Your instructions - Copy out each line of the data holding "CommandIgnored".

Records supplied -
☆ ☆ ☆

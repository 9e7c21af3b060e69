//! # Event Bus System
//!
//! Broadcasts what the client is doing to any interested observer using
//! `tokio::sync::broadcast`.
//!
//! ## Overview
//!
//! The event bus system consists of:
//! - **Event Types**: [`CoreEvent`] wrapping playback, cache and link events
//! - **EventBus**: Central broadcast channel for publishing events
//!
//! Publishing never blocks and having no subscribers is not an error for
//! publishers: the coordinator and the link emit unconditionally.
//!
//! ## Usage
//!
//! ```rust
//! use core_runtime::events::{CoreEvent, EventBus, LinkEvent};
//!
//! # #[tokio::main]
//! # async fn main() {
//! let event_bus = EventBus::new(100);
//! let mut stream = event_bus.subscribe();
//!
//! event_bus.publish(CoreEvent::Link(LinkEvent::Connected));
//!
//! let event = stream.recv().await.unwrap();
//! assert_eq!(event, CoreEvent::Link(LinkEvent::Connected));
//! # }
//! ```
//!
//! ## Error Handling
//!
//! - **`RecvError::Lagged(n)`**: Subscriber was too slow and missed `n` events.
//!   This is non-fatal; the subscriber can continue receiving new events.
//! - **`RecvError::Closed`**: All senders have been dropped. This indicates shutdown.

use serde::{Deserialize, Serialize};
use std::fmt;
use tokio::sync::broadcast;

// Re-export commonly used types
pub use tokio::sync::broadcast::error::{RecvError, SendError};
pub use tokio::sync::broadcast::Receiver;

/// Default buffer size for the event bus channel.
///
/// Subscribers that can't keep up will receive `RecvError::Lagged`.
pub const DEFAULT_EVENT_BUFFER_SIZE: usize = 100;

// ============================================================================
// Core Event Types
// ============================================================================

/// Top-level event enum encompassing all event categories.
#[derive(Debug, Clone, Serialize, Deserialize, PartialEq, Eq)]
#[serde(tag = "type", content = "payload")]
pub enum CoreEvent {
    /// Playback coordinator events
    Playback(PlaybackEvent),
    /// Offline cache events
    Cache(CacheEvent),
    /// Control server connection events
    Link(LinkEvent),
}

impl CoreEvent {
    /// Returns a human-readable description of the event.
    pub fn description(&self) -> &str {
        match self {
            CoreEvent::Playback(e) => e.description(),
            CoreEvent::Cache(e) => e.description(),
            CoreEvent::Link(e) => e.description(),
        }
    }

    /// Returns the severity level of the event.
    pub fn severity(&self) -> EventSeverity {
        match self {
            CoreEvent::Playback(PlaybackEvent::Fatal { .. }) => EventSeverity::Error,
            CoreEvent::Cache(CacheEvent::Failed { .. }) => EventSeverity::Warning,
            CoreEvent::Link(LinkEvent::Disconnected { .. }) => EventSeverity::Warning,
            CoreEvent::Playback(PlaybackEvent::CommandIgnored { .. }) => EventSeverity::Debug,
            CoreEvent::Link(LinkEvent::ReconnectAttempt { .. }) => EventSeverity::Debug,
            _ => EventSeverity::Info,
        }
    }
}

/// Event severity levels for filtering and logging.
#[derive(Debug, Clone, Copy, PartialEq, Eq, PartialOrd, Ord, Serialize, Deserialize)]
pub enum EventSeverity {
    /// Debug-level events (verbose)
    Debug,
    /// Informational events
    Info,
    /// Warning events
    Warning,
    /// Error events
    Error,
}

// ============================================================================
// Playback Events
// ============================================================================

/// Events related to the device playback state.
#[derive(Debug, Clone, Serialize, Deserialize, PartialEq, Eq)]
#[serde(tag = "event")]
pub enum PlaybackEvent {
    /// The device state changed.
    StateChanged {
        /// Previous state name.
        from: String,
        /// New state name.
        to: String,
    },
    /// A track began playing.
    TrackStarted {
        /// Display name of the track.
        title: String,
        /// URL or local path.
        source: String,
    },
    /// The current queue played to its end.
    QueueEnded {
        /// Number of tracks in the finished queue.
        tracks: usize,
    },
    /// A command had no effect (redundant or rejected while busy).
    CommandIgnored {
        /// Command name.
        command: String,
        /// Why it was ignored.
        reason: String,
    },
    /// The coordinator hit an unrecoverable condition and is shutting down.
    Fatal {
        /// Human-readable error message.
        message: String,
    },
}

impl PlaybackEvent {
    fn description(&self) -> &str {
        match self {
            PlaybackEvent::StateChanged { .. } => "Playback state changed",
            PlaybackEvent::TrackStarted { .. } => "Track started",
            PlaybackEvent::QueueEnded { .. } => "Queue ended",
            PlaybackEvent::CommandIgnored { .. } => "Command ignored",
            PlaybackEvent::Fatal { .. } => "Fatal playback error",
        }
    }
}

// ============================================================================
// Cache Events
// ============================================================================

/// Events related to the offline cache.
#[derive(Debug, Clone, Serialize, Deserialize, PartialEq, Eq)]
#[serde(tag = "event")]
pub enum CacheEvent {
    /// A track was written to the cache.
    Stored {
        /// Final path of the cached file.
        path: String,
        /// Size of the file in bytes.
        bytes: u64,
    },
    /// A track was not cached.
    Skipped {
        /// Display name of the track.
        track: String,
        /// Why it was skipped.
        reason: String,
    },
    /// Caching a track failed.
    Failed {
        /// Display name of the track.
        track: String,
        /// Human-readable error message.
        message: String,
    },
    /// Startup sweep finished.
    SweepCompleted {
        /// Files removed.
        removed: usize,
        /// Files kept.
        kept: usize,
        /// Bytes freed.
        bytes_freed: u64,
    },
}

impl CacheEvent {
    fn description(&self) -> &str {
        match self {
            CacheEvent::Stored { .. } => "Track cached",
            CacheEvent::Skipped { .. } => "Track not cached",
            CacheEvent::Failed { .. } => "Cache write failed",
            CacheEvent::SweepCompleted { .. } => "Cache sweep completed",
        }
    }
}

// ============================================================================
// Link Events
// ============================================================================

/// Events related to the control server connection.
#[derive(Debug, Clone, Serialize, Deserialize, PartialEq, Eq)]
#[serde(tag = "event")]
pub enum LinkEvent {
    /// Connected and joined the device room.
    Connected,
    /// Connection lost.
    Disconnected {
        /// Reason reported by the transport.
        reason: String,
    },
    /// A reconnect attempt was made.
    ReconnectAttempt {
        /// Attempt number since the last disconnect.
        attempt: u32,
    },
}

impl LinkEvent {
    fn description(&self) -> &str {
        match self {
            LinkEvent::Connected => "Connected to control server",
            LinkEvent::Disconnected { .. } => "Disconnected from control server",
            LinkEvent::ReconnectAttempt { .. } => "Reconnect attempt",
        }
    }
}

// ============================================================================
// Event Bus
// ============================================================================

/// Central event bus for publishing and subscribing to events.
///
/// Uses `tokio::sync::broadcast` internally, which provides:
/// - Multiple producers (clone the `EventBus`)
/// - Multiple consumers (each `subscribe()` creates a new receiver)
/// - Non-blocking sends (events are cloned for each subscriber)
/// - Lagging detection (slow subscribers get `RecvError::Lagged`)
#[derive(Clone)]
pub struct EventBus {
    sender: broadcast::Sender<CoreEvent>,
}

impl EventBus {
    /// Creates a new event bus with the specified buffer size.
    ///
    /// # Arguments
    ///
    /// * `capacity` - Maximum number of events to buffer per subscriber.
    ///   When a subscriber falls behind by more than this amount, it will
    ///   receive a `RecvError::Lagged` error.
    pub fn new(capacity: usize) -> Self {
        let (sender, _) = broadcast::channel(capacity);
        Self { sender }
    }

    /// Publishes an event to all subscribers.
    ///
    /// Returns the number of subscribers that received the event.
    /// Returns an error if there are no active subscribers.
    pub fn emit(&self, event: CoreEvent) -> Result<usize, SendError<CoreEvent>> {
        self.sender.send(event)
    }

    /// Publishes an event, ignoring the absence of subscribers.
    pub fn publish(&self, event: CoreEvent) {
        let _ = self.sender.send(event);
    }

    /// Creates a new subscriber to receive events.
    ///
    /// Each call creates an independent receiver that will receive all future events.
    /// Past events are not replayed.
    pub fn subscribe(&self) -> Receiver<CoreEvent> {
        self.sender.subscribe()
    }

    /// Returns the number of active subscribers.
    pub fn subscriber_count(&self) -> usize {
        self.sender.receiver_count()
    }
}

impl Default for EventBus {
    fn default() -> Self {
        Self::new(DEFAULT_EVENT_BUFFER_SIZE)
    }
}

impl fmt::Debug for EventBus {
    fn fmt(&self, f: &mut fmt::Formatter<'_>) -> fmt::Result {
        f.debug_struct("EventBus")
            .field("subscriber_count", &self.subscriber_count())
            .finish()
    }
}

// ============================================================================
// Tests
// ============================================================================

#[cfg(test)]
mod tests {
    use super::*;

    fn state_changed(from: &str, to: &str) -> CoreEvent {
        CoreEvent::Playback(PlaybackEvent::StateChanged {
            from: from.to_string(),
            to: to.to_string(),
        })
    }

    #[tokio::test]
    async fn test_event_bus_creation() {
        let bus = EventBus::new(10);
        assert_eq!(bus.subscriber_count(), 0);
    }

    #[tokio::test]
    async fn test_event_emission_no_subscribers() {
        let bus = EventBus::new(10);
        assert!(bus.emit(state_changed("Idle", "Fetching")).is_err());
        // publish swallows the missing-subscriber case
        bus.publish(state_changed("Idle", "Fetching"));
    }

    #[tokio::test]
    async fn test_multiple_subscribers_receive_same_event() {
        let bus = EventBus::new(10);
        let mut sub1 = bus.subscribe();
        let mut sub2 = bus.subscribe();

        let event = CoreEvent::Cache(CacheEvent::Stored {
            path: "/cache/42/a.mp3".to_string(),
            bytes: 1024,
        });
        assert_eq!(bus.emit(event.clone()).unwrap(), 2);

        assert_eq!(sub1.recv().await.unwrap(), event);
        assert_eq!(sub2.recv().await.unwrap(), event);
    }

    #[tokio::test]
    async fn test_lagged_subscriber() {
        let bus = EventBus::new(2);
        let mut sub = bus.subscribe();

        for attempt in 0..5 {
            bus.publish(CoreEvent::Link(LinkEvent::ReconnectAttempt { attempt }));
        }

        assert!(matches!(sub.recv().await, Err(RecvError::Lagged(_))));
        assert!(sub.recv().await.is_ok());
    }

    #[test]
    fn test_event_severity() {
        let fatal = CoreEvent::Playback(PlaybackEvent::Fatal {
            message: "decoder died".to_string(),
        });
        assert_eq!(fatal.severity(), EventSeverity::Error);

        let failed = CoreEvent::Cache(CacheEvent::Failed {
            track: "a.mp3".to_string(),
            message: "HTTP status 404".to_string(),
        });
        assert_eq!(failed.severity(), EventSeverity::Warning);

        assert_eq!(
            state_changed("Playing", "Paused").severity(),
            EventSeverity::Info
        );
        assert!(EventSeverity::Error > EventSeverity::Warning);
    }

    #[test]
    fn test_event_description() {
        assert_eq!(
            CoreEvent::Playback(PlaybackEvent::QueueEnded { tracks: 3 }).description(),
            "Queue ended"
        );
        assert_eq!(
            CoreEvent::Cache(CacheEvent::SweepCompleted {
                removed: 1,
                kept: 2,
                bytes_freed: 10
            })
            .description(),
            "Cache sweep completed"
        );
    }

    #[test]
    fn test_event_serialization() {
        let event = CoreEvent::Link(LinkEvent::Disconnected {
            reason: "transport close".to_string(),
        });
        let json = serde_json::to_string(&event).unwrap();
        assert!(json.contains("\"type\":\"Link\""));
        assert!(json.contains("\"event\":\"Disconnected\""));

        let back: CoreEvent = serde_json::from_str(&json).unwrap();
        assert_eq!(back, event);
    }
}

☆ ☆ ☆

Result for this exercise -
            CoreEvent::Playback(PlaybackEvent::CommandIgnored { .. }) => EventSeverity::Debug,
    CommandIgnored {
            PlaybackEvent::CommandIgnored { .. } => "Command ignored",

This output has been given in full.